Отто кашлянул и проговорил с доверительной хрипотцой:
— Мне нужно с вами потолковать о моей сестре. Я — брат Марго.
— А почему, позвольте мне спросить, именно со мной?
— Вы ведь герр?.. — вопросительно начал Отто, герр?..
— Шиффермиллер, — подсказал Альбинус с изрядным облегчением оттого, что юноша явно не знал его настоящего имени.
— Ну так вот, герр Шиффермиллер, я вас видел с моей сестрой и подумал, что вам будет любопытно, если я… если мы…
— Очень любопытно, — только что же вы стоите в дверях? Входите, пожалуйста.
Тот вошел и снова кашлянул.
— Я вот что, герр Шиффермиллер, у меня сестра молодая и неопытная. Моя мать ночей не спит с тех пор, как наша малышка Марго ушла из дому. Ведь ей только шестнадцать — вы не верьте, если она говорит, что больше. Что же это такое, сударь, в самом деле, мы — честные, отец — старый солдат. Очень, очень нехорошо выходит. Я не знаю, как это можно исправить…
Отто все больше взвинчивал себя и начинал почти что верить в то, что говорит.
— Не знаю, как быть, — продолжал он, все более возбуждаясь. — Представьте себе, герр Шиффермиллер, что у вас есть любимая невинная сестра, которую купил…
— Послушайте, мой друг, — перебил его Альбинус. — Тут какое-то недоразумение. Моя невеста мне рассказывала, что ее семья была только рада от нее отделаться.
— О, нет, — проговорил Отто, щурясь. — Неужто вы хотите меня уверить, что вы на ней женитесь. Ведь когда на честной девушке женятся, то перво-наперво идут посоветоваться к родителям ее или там к брату. Побольше внимания, поменьше гордости, герр Шиффермиллер.
Альбинус с некоторым любопытством смотрел на Отто и думал про себя, что этот юный скот, в конце концов, говорит резон и столько же имеет права печься о Марго, сколько Поль о своей сестре.
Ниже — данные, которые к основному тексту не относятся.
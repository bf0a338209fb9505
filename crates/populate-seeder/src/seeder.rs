//! Entity creation and dependency backfill.

use crate::error::SeederError;
use crate::metrics::PopulateMetrics;
use crate::options::{EffectiveFlags, PostOptions, DEFAULT_COUNT};
use crate::progress::{Progress, ProgressMode};
use content_store::{
    ContentStore, EntityId, MediaSideloader, NewComment, NewPost, NewUser, PostStatus, PostType,
    Role, StoreError, Taxonomy, DEFAULT_AUTHOR_ID,
};
use populate_generator::{expand_pattern, FakeGenerator};
use std::ops::RangeInclusive;
use std::sync::Arc;
use tracing::{debug, info, warn};

/// Minimum number of tags, categories and authors that must exist before a
/// post batch associates them. Fixed regardless of how many a post consumes.
pub const BACKFILL_THRESHOLD: usize = 3;

/// Distinct tags attached to every tagged post.
pub const TAGS_PER_POST: usize = 3;

/// Number of comments created per post, drawn uniformly.
pub const COMMENTS_PER_POST: RangeInclusive<u32> = 0..=10;

/// Ids substituted into the image URL template.
pub const IMAGE_IDS: RangeInclusive<u32> = 1..=10;

pub const DEFAULT_IMAGE_URL_TEMPLATE: &str = "https://picsum.photos/id/{id}/800/600.jpg";

const BODY_PARAGRAPHS: usize = 5;
const COMMENT_PARAGRAPHS: usize = 1;

/// Candidate ids collected once before a post batch.
#[derive(Debug, Default)]
struct RelatedCandidates {
    tags: Vec<EntityId>,
    categories: Vec<EntityId>,
    authors: Vec<EntityId>,
}

/// Creates synthetic entities through a content store.
pub struct Seeder {
    store: Arc<dyn ContentStore>,
    media: Arc<dyn MediaSideloader>,
    generator: FakeGenerator,
    progress: ProgressMode,
    image_url_template: String,
    metrics: PopulateMetrics,
}

impl Seeder {
    pub fn new(
        store: Arc<dyn ContentStore>,
        media: Arc<dyn MediaSideloader>,
        generator: FakeGenerator,
    ) -> Self {
        Self {
            store,
            media,
            generator,
            progress: ProgressMode::default(),
            image_url_template: DEFAULT_IMAGE_URL_TEMPLATE.to_string(),
            metrics: PopulateMetrics::default(),
        }
    }

    pub fn with_progress(mut self, progress: ProgressMode) -> Self {
        self.progress = progress;
        self
    }

    /// URL template of featured images; `{id}` is replaced by a number in [`IMAGE_IDS`].
    pub fn with_image_url_template(mut self, template: impl Into<String>) -> Self {
        self.image_url_template = template.into();
        self
    }

    pub fn metrics(&self) -> &PopulateMetrics {
        &self.metrics
    }

    pub fn into_metrics(self) -> PopulateMetrics {
        self.metrics
    }

    /// Create `count` categories, returning the ids the store accepted.
    pub async fn create_categories(&mut self, count: u32) -> Result<Vec<EntityId>, SeederError> {
        self.create_terms(Taxonomy::Category, count).await
    }

    /// Create `count` tags, returning the ids the store accepted.
    pub async fn create_tags(&mut self, count: u32) -> Result<Vec<EntityId>, SeederError> {
        self.create_terms(Taxonomy::Tag, count).await
    }

    async fn create_terms(
        &mut self,
        taxonomy: Taxonomy,
        count: u32,
    ) -> Result<Vec<EntityId>, SeederError> {
        let label = format!("Generating {}", taxonomy.plural());
        let progress = Progress::start(self.progress, &label, u64::from(count));
        let mut created = Vec::new();

        for _ in 0..count {
            let name = self.generator.word();
            match self.store.create_term(taxonomy, &name).await {
                Ok(id) => {
                    match taxonomy {
                        Taxonomy::Category => self.metrics.categories_created += 1,
                        Taxonomy::Tag => self.metrics.tags_created += 1,
                    }
                    created.push(id);
                }
                Err(err) => self.skip_duplicate(err)?,
            }
            progress.tick();
        }

        progress.finish();
        info!("Created {} {}", created.len(), taxonomy.plural());
        Ok(created)
    }

    /// Create `count` users with the author role.
    pub async fn create_authors(&mut self, count: u32) -> Result<Vec<EntityId>, SeederError> {
        let progress = Progress::start(self.progress, "Generating authors", u64::from(count));
        let mut created = Vec::new();

        for _ in 0..count {
            let user = NewUser {
                username: self.generator.username(),
                password: self.generator.password(),
                email: self.generator.email(),
                first_name: self.generator.first_name(),
                last_name: self.generator.last_name(),
                role: Role::Author,
            };
            match self.store.create_user(&user).await {
                Ok(id) => {
                    self.metrics.authors_created += 1;
                    created.push(id);
                }
                Err(err) => self.skip_duplicate(err)?,
            }
            progress.tick();
        }

        progress.finish();
        info!("Created {} authors", created.len());
        Ok(created)
    }

    /// The host rejects repeated term names and logins; that unit is skipped.
    fn skip_duplicate(&mut self, err: StoreError) -> Result<(), SeederError> {
        if err.is_duplicate() {
            warn!("Skipping: {}", err);
            self.metrics.duplicates_skipped += 1;
            Ok(())
        } else {
            Err(err.into())
        }
    }

    /// Create `count` published pages by the default author.
    pub async fn create_pages(&mut self, count: u32) -> Result<Vec<EntityId>, SeederError> {
        let progress = Progress::start(self.progress, "Generating pages", u64::from(count));
        let mut created = Vec::new();

        for _ in 0..count {
            let page = NewPost {
                post_type: PostType::Page,
                title: self.generator.country(),
                content: self.generator.paragraphs(BODY_PARAGRAPHS),
                status: PostStatus::Publish,
                author: DEFAULT_AUTHOR_ID,
                date: self.generator.timestamp(),
            };
            let id = self.store.create_post(&page).await?;
            self.metrics.pages_created += 1;
            created.push(id);
            progress.tick();
        }

        progress.finish();
        info!("Created {} pages", created.len());
        Ok(created)
    }

    /// Create a batch of posts with the requested associations.
    ///
    /// Related tags, categories and authors are backfilled once, before the
    /// first post, whenever fewer than [`BACKFILL_THRESHOLD`] exist.
    pub async fn create_posts(&mut self, options: &PostOptions) -> Result<Vec<EntityId>, SeederError> {
        let flags = options.effective();
        debug!("Post batch of {} with {:?}", options.count, flags);

        let related = self.related_candidates(&flags).await?;

        let progress = Progress::start(self.progress, "Generating posts", u64::from(options.count));
        let mut created = Vec::new();

        for _ in 0..options.count {
            let author = if flags.author {
                self.generator
                    .pick_one(&related.authors)
                    .copied()
                    .unwrap_or(DEFAULT_AUTHOR_ID)
            } else {
                DEFAULT_AUTHOR_ID
            };
            let post = NewPost {
                post_type: PostType::Post,
                title: self.generator.sentence(),
                content: self.generator.paragraphs(BODY_PARAGRAPHS),
                status: PostStatus::Publish,
                author,
                date: self.generator.timestamp(),
            };
            let post_id = self.store.create_post(&post).await?;
            self.metrics.posts_created += 1;

            if flags.comment {
                self.create_comments(post_id).await?;
            }

            if flags.tags {
                let tags = self
                    .generator
                    .sample_distinct(&related.tags, TAGS_PER_POST)
                    .map_err(|e| SeederError::related("tags", e))?;
                self.store.set_post_terms(post_id, Taxonomy::Tag, &tags).await?;
            }

            if flags.category {
                let category = self.generator.pick_one(&related.categories).copied().ok_or(
                    SeederError::InsufficientRelated {
                        kind: "categories",
                        needed: 1,
                        available: 0,
                    },
                )?;
                self.store
                    .set_post_terms(post_id, Taxonomy::Category, &[category])
                    .await?;
            }

            if flags.image {
                self.attach_thumbnail(post_id).await?;
            }

            created.push(post_id);
            progress.tick();
        }

        progress.finish();
        info!("Created {} posts", created.len());
        Ok(created)
    }

    /// Create 5 fully associated posts followed by 5 pages.
    pub async fn populate_all(&mut self) -> Result<(), SeederError> {
        self.create_posts(&PostOptions::everything(DEFAULT_COUNT)).await?;
        self.create_pages(DEFAULT_COUNT).await?;
        Ok(())
    }

    async fn related_candidates(
        &mut self,
        flags: &EffectiveFlags,
    ) -> Result<RelatedCandidates, SeederError> {
        let mut related = RelatedCandidates::default();

        if flags.tags {
            related.tags = self.ensure_terms(Taxonomy::Tag).await?;
        }
        if flags.category {
            related.categories = self.ensure_terms(Taxonomy::Category).await?;
        }
        if flags.author {
            related.authors = self.ensure_authors().await?;
        }

        Ok(related)
    }

    /// Term ids of `taxonomy`, backfilled with the default count if below threshold.
    async fn ensure_terms(&mut self, taxonomy: Taxonomy) -> Result<Vec<EntityId>, SeederError> {
        let existing = self.store.query_terms(taxonomy).await?;
        if existing.len() >= BACKFILL_THRESHOLD {
            return Ok(existing.into_iter().map(|t| t.id).collect());
        }

        info!(
            "Found {} {}, creating {} more",
            existing.len(),
            taxonomy.plural(),
            DEFAULT_COUNT
        );
        match taxonomy {
            Taxonomy::Category => self.create_categories(DEFAULT_COUNT).await?,
            Taxonomy::Tag => self.create_tags(DEFAULT_COUNT).await?,
        };

        let refreshed = self.store.query_terms(taxonomy).await?;
        Ok(refreshed.into_iter().map(|t| t.id).collect())
    }

    /// Author ids, backfilled with the default count if below threshold.
    async fn ensure_authors(&mut self) -> Result<Vec<EntityId>, SeederError> {
        let existing = self.store.query_users(Role::Author).await?;
        if existing.len() >= BACKFILL_THRESHOLD {
            return Ok(existing.into_iter().map(|u| u.id).collect());
        }

        info!(
            "Found {} authors, creating {} more",
            existing.len(),
            DEFAULT_COUNT
        );
        self.create_authors(DEFAULT_COUNT).await?;

        let refreshed = self.store.query_users(Role::Author).await?;
        Ok(refreshed.into_iter().map(|u| u.id).collect())
    }

    async fn create_comments(&mut self, post: EntityId) -> Result<u32, SeederError> {
        let count = self.generator.int_in_range(COMMENTS_PER_POST);

        for _ in 0..count {
            let comment = NewComment {
                post,
                author_name: self.generator.full_name(),
                author_email: self.generator.email(),
                author_url: self.generator.url(),
                author_ip: self.generator.ipv4(),
                author_user_agent: self.generator.user_agent(),
                content: self.generator.paragraphs(COMMENT_PARAGRAPHS),
                date: self.generator.timestamp(),
                approved: true,
            };
            self.store.create_comment(&comment).await?;
            self.metrics.comments_created += 1;
        }

        debug!("Created {} comments on post {}", count, post);
        Ok(count)
    }

    /// Sideload a random image and make it the post's thumbnail.
    ///
    /// A failed sideload leaves the post without a thumbnail and is not an error.
    async fn attach_thumbnail(&mut self, post: EntityId) -> Result<(), SeederError> {
        let image_id = self.generator.int_in_range(IMAGE_IDS);
        let url = expand_pattern(&self.image_url_template, image_id);

        match self.media.sideload(&url).await {
            Ok(attachment) => {
                self.store.set_post_thumbnail(post, attachment).await?;
                self.metrics.thumbnails_attached += 1;
            }
            Err(err) => {
                warn!("Post {} left without thumbnail: {}", post, err);
                self.metrics.thumbnails_failed += 1;
            }
        }

        Ok(())
    }
}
Вообще же в этой беседе ощущался некий пародийный привкус[39], особенно очевидный в сравнении с тем ужасным разговором, который состоялся у него с Полем два месяца назад. Сейчас хоть в одном он находил удовольствие — в том, что способен твердо стоять на своем, будь Отто хоть трижды ее братом, — и извлечь явную выгоду из того, что тот всего лишь шантажист и шалопай.
— Стоп, стоп, — прервал его Альбинус решительно и хладнокровно (ни дать ни взять — истинный патриций). — Я отлично понимаю, как обстоит дело. Все это не ваша забота. Уходите, пожалуйста.
— Ах, вот как, — сказал Отто, насупившись. — Ну хорошо.
Он помолчал, теребя кепку и глядя в пол. Пораздумав, он начал с другого конца:
— Вы, может быть, дорого за это поплатитесь, герр Шиффермиллер. Моя сестренка совсем не такая, как вам кажется. Я из братских побуждений назвал ее невинной. Но, герр Шиффермиллер, вы слишком доверчивы, — очень даже странно и смешно, что вы ее зовете невестой. Обхохочешься. Я уж, так и быть, вам кое-что о ней порасскажу.
— Не стоит, — покраснев, ответил Альбинус. — Она сама мне все рассказала. Несчастная девочка, которую семья не смогла уберечь. Пожалуйста, уходите. — И Альбинус приоткрыл дверь.
— Вы пожалеете, — неловко проговорил Отто.
— Уходите, не то придется вас вышвырнуть, — сказал Альбинус (добавляя к одержанной победе последний, так сказать, сладостный штрих).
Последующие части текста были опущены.